Stored items
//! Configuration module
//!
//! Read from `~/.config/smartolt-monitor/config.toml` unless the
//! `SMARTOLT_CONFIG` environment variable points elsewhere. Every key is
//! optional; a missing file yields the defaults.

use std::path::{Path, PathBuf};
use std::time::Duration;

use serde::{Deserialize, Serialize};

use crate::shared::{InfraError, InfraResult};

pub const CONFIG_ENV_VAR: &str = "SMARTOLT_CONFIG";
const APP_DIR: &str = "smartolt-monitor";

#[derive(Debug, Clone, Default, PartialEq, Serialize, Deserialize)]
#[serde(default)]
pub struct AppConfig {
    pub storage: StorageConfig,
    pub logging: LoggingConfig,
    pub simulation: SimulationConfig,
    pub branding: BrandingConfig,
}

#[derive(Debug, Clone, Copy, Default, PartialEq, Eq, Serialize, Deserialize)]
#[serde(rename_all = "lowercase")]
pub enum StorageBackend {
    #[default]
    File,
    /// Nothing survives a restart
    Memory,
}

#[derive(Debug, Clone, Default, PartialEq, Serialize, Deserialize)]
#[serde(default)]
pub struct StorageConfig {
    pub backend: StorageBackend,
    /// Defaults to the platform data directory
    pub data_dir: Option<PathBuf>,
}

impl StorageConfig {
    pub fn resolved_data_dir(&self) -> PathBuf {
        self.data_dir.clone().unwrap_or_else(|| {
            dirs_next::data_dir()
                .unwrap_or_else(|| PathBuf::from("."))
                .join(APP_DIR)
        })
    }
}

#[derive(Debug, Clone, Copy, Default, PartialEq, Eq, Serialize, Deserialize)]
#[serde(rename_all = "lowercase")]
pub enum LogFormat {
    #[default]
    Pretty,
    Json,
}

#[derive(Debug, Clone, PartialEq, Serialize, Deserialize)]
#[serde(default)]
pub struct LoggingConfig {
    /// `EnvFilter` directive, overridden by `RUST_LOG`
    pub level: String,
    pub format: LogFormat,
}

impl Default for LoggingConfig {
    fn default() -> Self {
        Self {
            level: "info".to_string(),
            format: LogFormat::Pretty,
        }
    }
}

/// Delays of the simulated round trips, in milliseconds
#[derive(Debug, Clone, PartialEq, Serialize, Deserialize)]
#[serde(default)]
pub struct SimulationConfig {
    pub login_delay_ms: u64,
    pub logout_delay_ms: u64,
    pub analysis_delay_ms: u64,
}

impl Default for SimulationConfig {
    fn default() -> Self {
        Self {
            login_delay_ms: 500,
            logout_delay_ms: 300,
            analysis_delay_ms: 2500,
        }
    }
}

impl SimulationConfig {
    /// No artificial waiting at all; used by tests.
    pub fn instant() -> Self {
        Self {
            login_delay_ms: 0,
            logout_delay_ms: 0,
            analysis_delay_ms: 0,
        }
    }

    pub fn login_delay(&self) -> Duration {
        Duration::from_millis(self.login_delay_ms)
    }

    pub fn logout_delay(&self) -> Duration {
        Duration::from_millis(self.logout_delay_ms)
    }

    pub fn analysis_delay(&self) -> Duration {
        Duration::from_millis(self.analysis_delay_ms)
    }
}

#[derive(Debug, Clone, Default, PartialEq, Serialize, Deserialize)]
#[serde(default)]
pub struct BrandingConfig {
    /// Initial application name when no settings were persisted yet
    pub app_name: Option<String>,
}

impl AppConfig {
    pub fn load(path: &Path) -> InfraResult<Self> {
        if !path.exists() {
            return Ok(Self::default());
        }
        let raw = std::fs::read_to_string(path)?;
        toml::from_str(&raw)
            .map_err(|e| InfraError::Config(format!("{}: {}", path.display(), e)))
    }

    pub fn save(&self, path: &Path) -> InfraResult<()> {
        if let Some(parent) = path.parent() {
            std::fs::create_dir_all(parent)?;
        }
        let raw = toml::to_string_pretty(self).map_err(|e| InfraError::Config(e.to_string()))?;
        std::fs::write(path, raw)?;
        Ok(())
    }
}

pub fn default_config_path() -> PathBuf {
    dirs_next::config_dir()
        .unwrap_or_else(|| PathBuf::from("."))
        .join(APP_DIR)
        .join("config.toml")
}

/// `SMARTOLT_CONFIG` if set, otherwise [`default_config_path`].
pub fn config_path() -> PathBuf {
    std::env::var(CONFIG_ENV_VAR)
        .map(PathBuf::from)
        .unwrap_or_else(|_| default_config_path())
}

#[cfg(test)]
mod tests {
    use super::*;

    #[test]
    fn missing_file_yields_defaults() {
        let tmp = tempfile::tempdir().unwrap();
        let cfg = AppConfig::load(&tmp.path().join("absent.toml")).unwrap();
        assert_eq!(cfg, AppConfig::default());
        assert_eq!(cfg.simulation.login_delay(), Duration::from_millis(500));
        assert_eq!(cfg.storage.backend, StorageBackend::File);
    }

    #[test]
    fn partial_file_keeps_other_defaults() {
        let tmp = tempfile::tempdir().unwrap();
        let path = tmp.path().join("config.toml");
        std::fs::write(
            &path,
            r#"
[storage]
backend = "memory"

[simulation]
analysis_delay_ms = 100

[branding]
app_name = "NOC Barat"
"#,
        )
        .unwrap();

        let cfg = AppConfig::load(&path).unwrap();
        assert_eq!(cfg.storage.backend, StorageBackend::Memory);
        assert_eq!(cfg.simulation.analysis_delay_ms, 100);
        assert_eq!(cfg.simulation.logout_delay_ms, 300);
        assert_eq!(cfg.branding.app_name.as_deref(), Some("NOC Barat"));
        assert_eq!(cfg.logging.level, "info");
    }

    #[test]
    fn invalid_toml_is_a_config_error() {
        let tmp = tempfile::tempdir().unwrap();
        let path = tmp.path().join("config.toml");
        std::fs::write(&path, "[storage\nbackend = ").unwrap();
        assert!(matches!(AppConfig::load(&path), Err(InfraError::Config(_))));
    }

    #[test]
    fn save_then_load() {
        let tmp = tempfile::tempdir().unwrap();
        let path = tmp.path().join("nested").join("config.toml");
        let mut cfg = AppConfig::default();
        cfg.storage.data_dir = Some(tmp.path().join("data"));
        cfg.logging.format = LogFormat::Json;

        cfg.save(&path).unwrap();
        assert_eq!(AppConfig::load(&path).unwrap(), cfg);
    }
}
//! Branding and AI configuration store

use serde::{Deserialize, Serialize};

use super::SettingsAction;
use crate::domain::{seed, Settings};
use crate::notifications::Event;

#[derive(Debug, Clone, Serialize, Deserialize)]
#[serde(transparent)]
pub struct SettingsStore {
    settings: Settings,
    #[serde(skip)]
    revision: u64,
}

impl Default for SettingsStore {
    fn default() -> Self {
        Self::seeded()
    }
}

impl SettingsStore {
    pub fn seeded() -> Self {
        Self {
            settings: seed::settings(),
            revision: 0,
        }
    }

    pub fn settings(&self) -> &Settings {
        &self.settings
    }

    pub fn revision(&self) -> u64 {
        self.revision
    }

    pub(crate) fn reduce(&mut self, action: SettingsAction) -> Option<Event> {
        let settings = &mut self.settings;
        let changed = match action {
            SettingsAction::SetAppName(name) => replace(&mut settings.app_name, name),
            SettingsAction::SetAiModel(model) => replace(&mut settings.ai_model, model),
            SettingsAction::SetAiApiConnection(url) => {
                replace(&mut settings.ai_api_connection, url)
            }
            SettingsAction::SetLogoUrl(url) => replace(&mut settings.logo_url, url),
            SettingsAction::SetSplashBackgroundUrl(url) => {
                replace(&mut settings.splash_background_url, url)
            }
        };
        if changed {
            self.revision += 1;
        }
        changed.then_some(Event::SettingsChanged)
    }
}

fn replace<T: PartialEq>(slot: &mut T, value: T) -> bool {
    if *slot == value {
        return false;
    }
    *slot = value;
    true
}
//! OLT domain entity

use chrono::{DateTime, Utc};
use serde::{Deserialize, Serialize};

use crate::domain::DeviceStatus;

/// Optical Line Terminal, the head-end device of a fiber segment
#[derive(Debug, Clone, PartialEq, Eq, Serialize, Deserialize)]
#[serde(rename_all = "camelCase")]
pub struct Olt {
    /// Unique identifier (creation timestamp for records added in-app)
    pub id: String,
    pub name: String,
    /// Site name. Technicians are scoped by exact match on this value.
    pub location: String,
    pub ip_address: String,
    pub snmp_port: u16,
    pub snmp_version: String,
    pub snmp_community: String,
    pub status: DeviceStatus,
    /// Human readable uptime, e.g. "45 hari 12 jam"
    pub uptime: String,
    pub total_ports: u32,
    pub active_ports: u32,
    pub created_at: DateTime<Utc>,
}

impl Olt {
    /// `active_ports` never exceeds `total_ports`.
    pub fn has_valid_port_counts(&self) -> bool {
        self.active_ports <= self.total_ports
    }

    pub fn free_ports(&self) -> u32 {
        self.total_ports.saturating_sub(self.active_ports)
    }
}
--
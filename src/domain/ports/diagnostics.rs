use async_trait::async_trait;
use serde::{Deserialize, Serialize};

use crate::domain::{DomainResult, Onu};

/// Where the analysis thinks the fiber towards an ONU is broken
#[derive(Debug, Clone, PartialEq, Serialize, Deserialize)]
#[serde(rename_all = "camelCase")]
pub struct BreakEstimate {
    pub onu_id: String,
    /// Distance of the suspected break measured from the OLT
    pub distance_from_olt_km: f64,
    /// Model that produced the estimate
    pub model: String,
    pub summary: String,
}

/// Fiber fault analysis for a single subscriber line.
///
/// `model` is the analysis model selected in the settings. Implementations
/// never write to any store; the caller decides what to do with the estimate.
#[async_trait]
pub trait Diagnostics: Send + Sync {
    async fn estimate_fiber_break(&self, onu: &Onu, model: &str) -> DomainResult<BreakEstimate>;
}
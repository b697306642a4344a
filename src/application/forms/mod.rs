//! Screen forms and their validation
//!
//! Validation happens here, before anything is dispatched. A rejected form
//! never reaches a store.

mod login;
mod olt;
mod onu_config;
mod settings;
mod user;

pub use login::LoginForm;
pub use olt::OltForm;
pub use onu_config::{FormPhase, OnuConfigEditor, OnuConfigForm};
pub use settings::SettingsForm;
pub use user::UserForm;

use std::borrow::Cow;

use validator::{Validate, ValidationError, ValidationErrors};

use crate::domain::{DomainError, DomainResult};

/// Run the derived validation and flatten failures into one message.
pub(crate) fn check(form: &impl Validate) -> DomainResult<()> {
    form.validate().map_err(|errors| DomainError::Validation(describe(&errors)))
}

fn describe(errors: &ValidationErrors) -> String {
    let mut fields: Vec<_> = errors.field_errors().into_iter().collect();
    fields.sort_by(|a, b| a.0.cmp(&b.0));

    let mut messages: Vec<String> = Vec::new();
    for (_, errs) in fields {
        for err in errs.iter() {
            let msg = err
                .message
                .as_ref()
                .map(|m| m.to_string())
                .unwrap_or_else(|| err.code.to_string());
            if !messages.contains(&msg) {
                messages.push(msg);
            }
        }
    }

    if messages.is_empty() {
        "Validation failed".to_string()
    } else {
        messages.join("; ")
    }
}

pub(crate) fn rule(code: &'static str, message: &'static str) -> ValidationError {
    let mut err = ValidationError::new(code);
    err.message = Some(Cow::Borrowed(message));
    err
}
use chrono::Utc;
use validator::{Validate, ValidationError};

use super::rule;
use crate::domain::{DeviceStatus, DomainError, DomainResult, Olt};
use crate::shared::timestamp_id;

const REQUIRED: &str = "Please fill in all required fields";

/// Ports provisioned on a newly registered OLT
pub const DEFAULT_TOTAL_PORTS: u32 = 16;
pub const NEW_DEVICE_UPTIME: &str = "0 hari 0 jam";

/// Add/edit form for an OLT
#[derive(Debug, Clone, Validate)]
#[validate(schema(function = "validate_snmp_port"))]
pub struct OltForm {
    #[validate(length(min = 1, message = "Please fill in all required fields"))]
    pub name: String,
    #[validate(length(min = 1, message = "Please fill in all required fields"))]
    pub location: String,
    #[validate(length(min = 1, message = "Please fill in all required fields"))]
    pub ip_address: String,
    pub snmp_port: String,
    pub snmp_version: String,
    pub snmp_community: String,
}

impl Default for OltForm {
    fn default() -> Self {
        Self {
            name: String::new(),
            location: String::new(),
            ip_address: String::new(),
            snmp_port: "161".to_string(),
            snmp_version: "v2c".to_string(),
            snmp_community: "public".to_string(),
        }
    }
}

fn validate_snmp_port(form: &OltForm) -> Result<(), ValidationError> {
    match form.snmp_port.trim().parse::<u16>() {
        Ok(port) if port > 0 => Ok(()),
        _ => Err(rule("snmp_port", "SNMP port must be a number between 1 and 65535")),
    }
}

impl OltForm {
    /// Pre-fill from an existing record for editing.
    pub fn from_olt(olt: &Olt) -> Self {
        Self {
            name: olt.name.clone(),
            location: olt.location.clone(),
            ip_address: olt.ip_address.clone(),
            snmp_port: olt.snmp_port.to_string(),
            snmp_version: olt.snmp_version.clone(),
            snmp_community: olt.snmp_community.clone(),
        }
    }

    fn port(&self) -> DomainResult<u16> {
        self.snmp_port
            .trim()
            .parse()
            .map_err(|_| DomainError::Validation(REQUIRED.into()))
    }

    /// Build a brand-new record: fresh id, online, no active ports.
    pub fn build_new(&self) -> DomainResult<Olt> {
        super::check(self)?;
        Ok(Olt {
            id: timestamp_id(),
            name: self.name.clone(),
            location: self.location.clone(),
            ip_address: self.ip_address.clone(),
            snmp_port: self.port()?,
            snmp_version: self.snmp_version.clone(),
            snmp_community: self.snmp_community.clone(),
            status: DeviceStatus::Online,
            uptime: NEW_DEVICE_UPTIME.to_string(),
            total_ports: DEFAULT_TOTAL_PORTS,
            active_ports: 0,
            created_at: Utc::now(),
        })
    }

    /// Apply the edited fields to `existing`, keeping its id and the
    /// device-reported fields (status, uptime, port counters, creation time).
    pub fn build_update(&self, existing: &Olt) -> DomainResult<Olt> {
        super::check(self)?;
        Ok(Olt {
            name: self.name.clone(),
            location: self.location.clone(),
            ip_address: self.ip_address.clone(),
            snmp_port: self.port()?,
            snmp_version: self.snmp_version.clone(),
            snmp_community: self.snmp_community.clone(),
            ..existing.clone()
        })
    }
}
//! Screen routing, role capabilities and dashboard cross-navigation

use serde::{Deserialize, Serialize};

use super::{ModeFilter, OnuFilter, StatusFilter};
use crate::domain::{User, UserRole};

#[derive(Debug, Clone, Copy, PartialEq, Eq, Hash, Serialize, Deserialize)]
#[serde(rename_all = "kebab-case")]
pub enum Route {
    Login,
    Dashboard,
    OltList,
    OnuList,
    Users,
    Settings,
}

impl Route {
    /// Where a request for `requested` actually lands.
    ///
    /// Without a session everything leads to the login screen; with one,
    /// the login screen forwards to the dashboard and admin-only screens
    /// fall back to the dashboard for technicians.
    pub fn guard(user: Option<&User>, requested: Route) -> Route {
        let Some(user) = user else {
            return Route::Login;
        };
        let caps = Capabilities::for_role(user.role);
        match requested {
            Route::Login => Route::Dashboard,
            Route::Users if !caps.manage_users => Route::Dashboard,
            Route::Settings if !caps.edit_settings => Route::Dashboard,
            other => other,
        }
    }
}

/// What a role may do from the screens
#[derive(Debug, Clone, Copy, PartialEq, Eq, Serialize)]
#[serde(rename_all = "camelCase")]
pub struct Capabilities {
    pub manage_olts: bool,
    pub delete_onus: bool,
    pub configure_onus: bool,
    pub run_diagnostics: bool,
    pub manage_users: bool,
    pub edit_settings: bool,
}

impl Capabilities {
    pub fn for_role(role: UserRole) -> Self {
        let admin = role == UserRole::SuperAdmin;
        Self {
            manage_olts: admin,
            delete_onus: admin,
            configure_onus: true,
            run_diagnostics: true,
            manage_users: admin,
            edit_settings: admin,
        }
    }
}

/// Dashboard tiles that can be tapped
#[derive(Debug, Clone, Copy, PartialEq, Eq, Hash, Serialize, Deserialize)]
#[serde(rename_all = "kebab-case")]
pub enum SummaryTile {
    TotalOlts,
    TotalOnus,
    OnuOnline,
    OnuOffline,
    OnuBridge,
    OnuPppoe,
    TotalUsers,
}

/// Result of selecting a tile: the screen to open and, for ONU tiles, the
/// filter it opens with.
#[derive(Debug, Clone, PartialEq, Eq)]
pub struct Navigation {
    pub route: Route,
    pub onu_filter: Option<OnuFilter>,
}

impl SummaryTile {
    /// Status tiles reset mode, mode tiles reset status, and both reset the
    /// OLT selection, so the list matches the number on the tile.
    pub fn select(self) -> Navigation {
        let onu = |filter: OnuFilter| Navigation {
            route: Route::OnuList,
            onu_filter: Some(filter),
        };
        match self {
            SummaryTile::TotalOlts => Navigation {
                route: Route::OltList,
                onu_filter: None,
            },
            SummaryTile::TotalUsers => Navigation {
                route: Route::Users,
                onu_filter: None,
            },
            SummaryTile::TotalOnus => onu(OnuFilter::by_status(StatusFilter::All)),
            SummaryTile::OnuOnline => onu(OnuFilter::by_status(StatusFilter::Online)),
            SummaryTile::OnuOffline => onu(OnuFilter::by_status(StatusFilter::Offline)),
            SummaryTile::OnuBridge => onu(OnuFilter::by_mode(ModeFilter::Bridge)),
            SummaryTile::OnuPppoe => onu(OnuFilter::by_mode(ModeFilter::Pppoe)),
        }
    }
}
* * *
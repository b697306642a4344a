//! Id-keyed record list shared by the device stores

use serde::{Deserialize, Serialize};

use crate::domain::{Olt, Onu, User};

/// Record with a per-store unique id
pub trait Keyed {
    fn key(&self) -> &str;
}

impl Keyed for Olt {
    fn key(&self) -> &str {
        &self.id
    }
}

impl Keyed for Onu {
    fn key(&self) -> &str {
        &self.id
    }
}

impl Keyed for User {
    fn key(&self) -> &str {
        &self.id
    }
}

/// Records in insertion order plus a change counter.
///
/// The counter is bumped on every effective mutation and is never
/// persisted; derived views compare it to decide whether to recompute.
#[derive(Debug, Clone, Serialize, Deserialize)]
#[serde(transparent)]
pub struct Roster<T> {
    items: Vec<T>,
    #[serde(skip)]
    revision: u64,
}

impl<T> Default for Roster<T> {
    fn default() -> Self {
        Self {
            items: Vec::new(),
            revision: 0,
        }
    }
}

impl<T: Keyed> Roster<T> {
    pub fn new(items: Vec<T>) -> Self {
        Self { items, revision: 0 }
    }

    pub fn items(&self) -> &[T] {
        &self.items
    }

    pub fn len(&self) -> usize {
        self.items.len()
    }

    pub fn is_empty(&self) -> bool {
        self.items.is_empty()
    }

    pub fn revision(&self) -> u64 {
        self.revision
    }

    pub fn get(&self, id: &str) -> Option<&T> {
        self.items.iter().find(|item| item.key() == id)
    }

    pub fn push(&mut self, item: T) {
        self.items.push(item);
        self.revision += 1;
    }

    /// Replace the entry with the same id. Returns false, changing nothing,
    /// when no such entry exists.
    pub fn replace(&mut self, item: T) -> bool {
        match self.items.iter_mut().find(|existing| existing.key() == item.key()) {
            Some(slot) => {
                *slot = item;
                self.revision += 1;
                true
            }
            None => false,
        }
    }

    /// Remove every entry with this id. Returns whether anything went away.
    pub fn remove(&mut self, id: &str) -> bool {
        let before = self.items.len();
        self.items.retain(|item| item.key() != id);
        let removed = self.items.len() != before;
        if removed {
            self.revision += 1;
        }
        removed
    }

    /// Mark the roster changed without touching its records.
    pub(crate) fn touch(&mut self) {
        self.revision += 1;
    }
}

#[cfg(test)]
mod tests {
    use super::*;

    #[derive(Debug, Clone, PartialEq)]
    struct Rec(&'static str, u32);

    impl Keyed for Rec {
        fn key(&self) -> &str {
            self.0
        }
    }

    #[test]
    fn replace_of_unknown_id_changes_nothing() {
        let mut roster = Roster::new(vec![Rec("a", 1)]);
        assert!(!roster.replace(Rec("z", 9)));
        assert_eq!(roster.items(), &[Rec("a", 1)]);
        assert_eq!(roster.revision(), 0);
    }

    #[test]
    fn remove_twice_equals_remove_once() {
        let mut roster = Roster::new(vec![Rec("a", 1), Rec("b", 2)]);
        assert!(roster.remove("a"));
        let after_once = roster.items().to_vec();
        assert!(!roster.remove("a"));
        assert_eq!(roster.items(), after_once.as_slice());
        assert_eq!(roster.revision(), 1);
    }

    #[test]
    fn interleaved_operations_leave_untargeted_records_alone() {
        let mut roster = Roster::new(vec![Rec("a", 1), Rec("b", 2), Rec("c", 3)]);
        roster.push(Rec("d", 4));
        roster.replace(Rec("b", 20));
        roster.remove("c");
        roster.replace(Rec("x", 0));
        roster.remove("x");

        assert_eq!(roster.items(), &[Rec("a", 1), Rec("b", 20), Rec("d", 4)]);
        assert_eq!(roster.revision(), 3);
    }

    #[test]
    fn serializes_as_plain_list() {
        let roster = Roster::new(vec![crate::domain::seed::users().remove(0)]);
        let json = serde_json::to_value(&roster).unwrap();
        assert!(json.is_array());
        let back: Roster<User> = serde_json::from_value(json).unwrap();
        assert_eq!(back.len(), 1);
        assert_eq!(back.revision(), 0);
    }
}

ABOUT THIS TASK: State the count of lines in the data holding the word "filename", adding nothing to it.

ANSWER: 2